Das Spielgerät war ihm auf dem holprigen Untergrund über den Schlappen gerutscht. Von Jammern über die Spielverhältnisse war bei dem mit der Kapitänsbinde auflaufenden Taffertshofer jedoch keine Spur. „Es hat Spaß gemacht“, sagte der in Augsburg zum Innenverteidiger umfunktionierte Mittelfeldspieler.

Motivationsprobleme findet man in der Mannschaft der Rot-Blauen aktuell bemerkenswerterweise nicht. Und das, obwohl die SpVgg Anfang März bekanntgegeben hatte, dass man trotz noch minimal vorhandenen Meisterschaftschancen keinen Lizenzantrag zur 3. Liga gestellt hatte.

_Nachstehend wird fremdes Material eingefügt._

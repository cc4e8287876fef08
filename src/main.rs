//! Game Rental Backend Server
//!
//! HTTP API for the game rental marketplace: listings, bookings, payments
//! through an external gateway, and the admin back office.

use std::net::SocketAddr;
use std::sync::Arc;

use anyhow::Context;
use axum::http::{HeaderValue, Method};
use tokio::signal;
use tower_http::cors::{Any, CorsLayer};

use game_rental_server::config::{Config, GatewayKind};
use game_rental_server::notify::{
    EmailSender, LogSender, Notifier, RetryPolicy, SendGridSender,
};
use game_rental_server::payment::{MidtransGateway, MockGateway, PaymentGateway};
use game_rental_server::state::AppState;
use game_rental_server::store::SharedStore;
use game_rental_server::{db, routes};

#[tokio::main]
async fn main() -> anyhow::Result<()> {
    let config = Config::from_env().context("Failed to load configuration")?;

    tracing_subscriber::fmt()
        .with_env_filter(
            tracing_subscriber::EnvFilter::try_from_default_env()
                .unwrap_or_else(|_| tracing_subscriber::EnvFilter::new(&config.log_level)),
        )
        .with_target(true)
        .with_line_number(true)
        .init();

    tracing::info!(environment = config.environment.as_str(), "Starting server");

    let store: SharedStore = Arc::new(db::open_store(&config).await?);

    let gateway: Arc<dyn PaymentGateway> = match config.payment_provider {
        GatewayKind::Midtrans => {
            let server_key = config
                .midtrans_server_key
                .clone()
                .context("MIDTRANS_SERVER_KEY is required for the midtrans provider")?;
            Arc::new(MidtransGateway::new(
                config.midtrans_base_url.clone(),
                server_key,
            )?)
        }
        GatewayKind::Mock => {
            tracing::warn!("Using mock payment gateway; every webhook signature is accepted");
            Arc::new(MockGateway::default())
        }
    };

    let email_sender: Arc<dyn EmailSender> = match config.sendgrid_api_key.clone() {
        Some(api_key) => Arc::new(SendGridSender::new(api_key, config.email_from.clone())),
        None => {
            tracing::warn!("SENDGRID_API_KEY not set, emails will only be logged");
            Arc::new(LogSender)
        }
    };
    let (notifier, _notify_worker) = Notifier::spawn(
        email_sender,
        config.notify_queue_capacity,
        RetryPolicy::with_max_retries(config.notify_max_retries),
    );

    let app_state = AppState::new(
        store,
        gateway,
        notifier,
        config.jwt_secret.clone(),
        config.jwt_access_token_ttl_seconds,
    );

    let app = routes::api_router(app_state).layer(configure_cors(&config));

    let addr = SocketAddr::from(([0, 0, 0, 0], config.port));
    let listener = tokio::net::TcpListener::bind(addr)
        .await
        .with_context(|| format!("Failed to bind {}", addr))?;

    tracing::info!("Server listening on {}", addr);
    tracing::info!("Health check at http://{}/health", addr);

    axum::serve(listener, app)
        .with_graceful_shutdown(shutdown_signal())
        .await
        .context("Server error")?;

    tracing::info!("Server shutdown complete");
    Ok(())
}

fn configure_cors(config: &Config) -> CorsLayer {
    let allowed = config.cors_allowed_origins.as_deref().unwrap_or_default();

    if allowed.is_empty() {
        tracing::warn!("CORS_ALLOWED_ORIGINS not set, allowing all origins (permissive)");
        return CorsLayer::permissive();
    }

    let origins: Vec<HeaderValue> = allowed
        .split(',')
        .filter_map(|s| s.trim().parse().ok())
        .collect();

    CorsLayer::new()
        .allow_origin(origins)
        .allow_methods([
            Method::GET,
            Method::POST,
            Method::PUT,
            Method::PATCH,
            Method::DELETE,
        ])
        .allow_headers(Any)
}

/// Graceful shutdown signal handler
async fn shutdown_signal() {
    let ctrl_c = async {
        if let Err(e) = signal::ctrl_c().await {
            tracing::error!(error = %e, "Failed to install Ctrl+C handler");
            std::future::pending::<()>().await;
        }
    };

    #[cfg(unix)]
    let terminate = async {
        match signal::unix::signal(signal::unix::SignalKind::terminate()) {
            Ok(mut sigterm) => {
                sigterm.recv().await;
            }
            Err(e) => {
                tracing::error!(error = %e, "Failed to install SIGTERM handler");
                std::future::pending::<()>().await;
            }
        }
    };

    #[cfg(not(unix))]
    let terminate = std::future::pending::<()>();

    tokio::select! {
        _ = ctrl_c => {
            tracing::info!("Received Ctrl+C, initiating graceful shutdown...");
        }
        _ = terminate => {
            tracing::info!("Received SIGTERM, initiating graceful shutdown...");
        }
    }
}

„Es fehlt bei uns nicht an der Motivation. Wir haben zwar gar keinen Druck mehr. Aber wer jetzt Schwierigkeiten hat, sich zu motivieren, ist fehl am Platz. Wir haben das Ziel, nächstes Jahr voll anzugreifen und wollen versuchen, wieder aufzusteigen. Außerdem möchten wir den Toto-Pokal gewinnen, um uns wieder für den DFB-Pokal zu qualifizieren“, sagte Taffertshofer, der die Entscheidung des Vereins „persönlich schade“ fand.

Vor einigen Wochen war Taffertshofer bei uns zum Video-Interview zu Gast:

SpVgg-Trainer Claus Schrom lobte die Einstellung der Mannschaft, auch wenn er nach der frühen Roten Karte der Augsburger nicht mehr so zufrieden mit der Vorstellung war. „Mir hat sehr gut gefallen, wie wir ins Spiel reingegangen sin“, sagte der 46-Jährige. In der Nachholpartie des 23. Spieltages am heutigen Dienstag (19.30 Uhr) im Unterhachinger Sportpark gegen den SV Schalding-Heining wird erneut eine gute kämpferische Einstellung vonnöten sein. Mit den Niederbayern reist ein robuster Gegner an, der im Abstiegskampf alles reinwerfen wird. „Wir wollen ein ähnliches Gesicht zeigen. Von der Grundordnung her wird es ein anderer Gegner. Schalding ist defensiver eingestellt. Die Defensive müssen wir knacken. Das wird die Aufgabe sein“, blickt Schromm voraus.